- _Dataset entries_
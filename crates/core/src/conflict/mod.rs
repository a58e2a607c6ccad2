//! Conflict recording, three-way merging, and resolution.
//!
//! - [`types`] describes what collided and where the variants live.
//! - [`merger`] is the line-based three-way merge.
//! - [`store`] persists conflict records and owns their artifacts.
//! - [`resolver`] applies a [`ConflictChoice`] and runs the prompt loop.

pub mod merger;
pub mod resolver;
pub mod store;
pub mod types;

pub use merger::{ConflictSide, MergeLabels, MergeResult, Merger};
pub use resolver::{
    ConflictResolver, ExternalTools, FixedChoice, NoTools, PromptCommand, PromptOption, Prompter,
};
pub use store::{ConflictStore, TextVariants};
pub use types::{
    ConflictAction, ConflictChoice, ConflictKind, ConflictOperation, ConflictReason,
    ConflictRecord, ConflictVersion, PropertyConflict, TextConflict, TreeConflict,
};
// ---------------------------------------------------------------------------
// MergeRange
// ---------------------------------------------------------------------------

/// A revision range `(start, end]`.
#[derive(Debug, Clone, Copy, PartialEq, Eq, Hash, Serialize, Deserialize)]
pub struct MergeRange {
    pub start: Revnum,
    pub end: Revnum,
    pub inheritable: bool,
}

impl MergeRange {
    pub fn new(start: Revnum, end: Revnum) -> Self {
        Self {
            start,
            end,
            inheritable: true,
        }
    }

    /// The inclusive span `first..=last`, e.g. `revisions(5, 5)` is r5 alone.
    pub fn revisions(first: Revnum, last: Revnum) -> Self {
        Self::new(first - 1, last)
    }

    pub fn is_reverse(&self) -> bool {
        self.start > self.end
    }

    /// The same span with endpoints swapped.
    pub fn reversed(&self) -> Self {
        Self {
            start: self.end,
            end: self.start,
            inheritable: self.inheritable,
        }
    }

    /// The forward form of this range.
    pub fn forward(&self) -> Self {
        if self.is_reverse() {
            self.reversed()
        } else {
            *self
        }
    }

    /// Lowest and highest revision touched, inclusive.
    pub fn bounds(&self) -> (Revnum, Revnum) {
        let fwd = self.forward();
        (fwd.start + 1, fwd.end)
    }

    pub fn contains(&self, revision: Revnum) -> bool {
        let fwd = self.forward();
        revision > fwd.start && revision <= fwd.end
    }

    fn parse(source: &str, text: &str) -> Result<Self, MergeInfoError> {
        let invalid = || MergeInfoError::InvalidRange {
            source_path: source.to_string(),
            range: text.to_string(),
        };
        let (body, inheritable) = match text.strip_suffix(NON_INHERITABLE) {
            Some(body) => (body, false),
            None => (text, true),
        };
        let parse_rev = |s: &str| s.trim().parse::<Revnum>().map_err(|_| invalid());
        let (first, last) = match body.split_once('-') {
            Some((a, b)) => (parse_rev(a)?, parse_rev(b)?),
            None => {
                let r = parse_rev(body)?;
                (r, r)
            }
        };
        if first < 1 || last < first {
            return Err(invalid());
        }
        Ok(Self {
            start: first - 1,
            end: last,
            inheritable,
        })
    }
}

impl std::fmt::Display for MergeRange {
    fn fmt(&self, f: &mut std::fmt::Formatter<'_>) -> std::fmt::Result {
        let (first, last) = self.bounds();
        if first == last {
            write!(f, "{last}")?;
        } else if self.is_reverse() {
            write!(f, "{last}-{first}")?;
        } else {
            write!(f, "{first}-{last}")?;
        }
        if !self.inheritable {
            write!(f, "{NON_INHERITABLE}")?;
        }
        Ok(())
    }
}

- _What you are asked to do_
From the entries above, show each line that includes the string "match".

- _Exercise answer_
        let (body, inheritable) = match text.strip_suffix(NON_INHERITABLE) {
        let (first, last) = match body.split_once('-') {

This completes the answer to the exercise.